3-Troisièmement, comptons-nous répéter les erreurs de la zone euro ou souhaitons-nous tirer les leçons de la zone euro? Si nous voulons suivre l’exemple de la zone euro en commettant les mêmes erreurs, alors je me demande quel est le pays qui accepterait de jouer le rôle de la Grèce assiégée économiquement depuis plusieurs années. Nous ne sommes pas obligé de répéter les mêmes erreurs que la zone euro. Voilà pourquoi des mécanismes de solidarité financière doivent être créé pour protéger la zone et venir en aide aux pays membres ayant des difficultés. Par exemple, la Guinée serait prête à emprunter à un taux très bas pour le Nigeria si ce dernier pays était condamné à emprunter à des taux très élevés sur le marché. Voilà le genre de mécanisme qui doit être envisagé dans le projet de monnaie unique.

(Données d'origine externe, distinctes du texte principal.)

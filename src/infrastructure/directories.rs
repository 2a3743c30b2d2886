use std::{fs, path::PathBuf};

use anyhow::{Context, Result};

use crate::config::DirectoryConfig;

/// Creates the logs directory if needed and probes that it is writable
/// before the file logger starts appending to it.
pub fn ensure_logs_dir(cfg: &DirectoryConfig) -> Result<PathBuf> {
    let dir = PathBuf::from(&cfg.logs_dir);
    if !dir.exists() {
        fs::create_dir_all(&dir)
            .with_context(|| format!("failed to create logs directory {}", cfg.logs_dir))?;
    }

    let probe_file = dir.join(".write-test");
    fs::write(&probe_file, b"ok")
        .with_context(|| format!("logs directory {} is not writable", cfg.logs_dir))?;
    fs::remove_file(&probe_file)?;

    Ok(dir.canonicalize().unwrap_or(dir))
}
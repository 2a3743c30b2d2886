use std::{io, path::Path};

use anyhow::Result;
use once_cell::sync::OnceCell;
use tracing_subscriber::{EnvFilter, fmt, prelude::*};

use crate::config::LoggingConfig;

const LOG_FILE_NAME: &str = "antispam.log";

static INIT: OnceCell<()> = OnceCell::new();
static GUARD: OnceCell<tracing_appender::non_blocking::WorkerGuard> = OnceCell::new();

/// Installs the global subscriber: ANSI console output plus a daily-rolling
/// plain file under `logs_dir`. Only the first call installs anything.
pub fn init_tracing(config: &LoggingConfig, logs_dir: &Path) -> Result<()> {
    INIT.get_or_try_init::<_, anyhow::Error>(|| {
        let env_filter = EnvFilter::try_from_default_env()
            .or_else(|_| EnvFilter::try_new(&config.level))
            .unwrap_or_else(|_| EnvFilter::new("info"));

        let file_appender = tracing_appender::rolling::daily(logs_dir, LOG_FILE_NAME);
        let (file_writer, guard) = tracing_appender::non_blocking(file_appender);
        let _ = GUARD.set(guard);

        let console_layer = fmt::layer()
            .with_writer(io::stdout)
            .with_target(true)
            .with_ansi(true);

        let file_layer = fmt::layer()
            .with_writer(file_writer)
            .with_target(true)
            .with_ansi(false);

        tracing_subscriber::registry()
            .with(env_filter)
            .with(console_layer)
            .with(file_layer)
            .init();

        tracing::info!(logs = %logs_dir.display(), "tracing initialized");
        Ok(())
    })?;
    Ok(())
}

4-Quatrièmement et finalement, voulons-nous simplement nous limiter à l’union monétaire? Cette question est importante car l’expérience de la zone euro nous prouve qu’une union monétaire qui n’est pas accompagnée d’un minimum de convergence politique conduit à un cul-de-sac où la concurrence remplace la compétitivité et l’intérêt national commence peu à peu à dominer l’intérêt de la région, annulant ainsi tous les avantages de l’union monétaire. La Guinée, aussi pauvre soit-elle, tient extrêmement fort à sa souveraineté. L’histoire est là pour le rappeler. Mais l’histoire est aussi là pour rappeler que la Guinée à toujours été volontaire lorsqu’il s’agit d’abandonner une portion de sa souveraineté au bénéfice d’une intégration politique panafricaine. Voilà pourquoi il ne faut pas hésiter de mettre dès le départ sur la table les questions politiques dans le but d’arriver au moins au plus petit dénominateur commun sur les questions de défense, de sécurité, de politique étrangère, etc.

En matière d’intégration monétaire, l’expérience nous montre que les projets à la-va-vite improvisés ne peuvent pas faire l’affaire. Nous vivons une époque où nous sommes amenés à configurer nos économies pour tirer un maximum d’avantages de la mondialisation tout en nous protégeant contre les dérives de cette même mondialisation. Ce n’est peut-être pas possible, mais c’est certainement en essayant de trouver un équilibre qu’un nouveau chemin se dessinera. C’est un débat ouvert.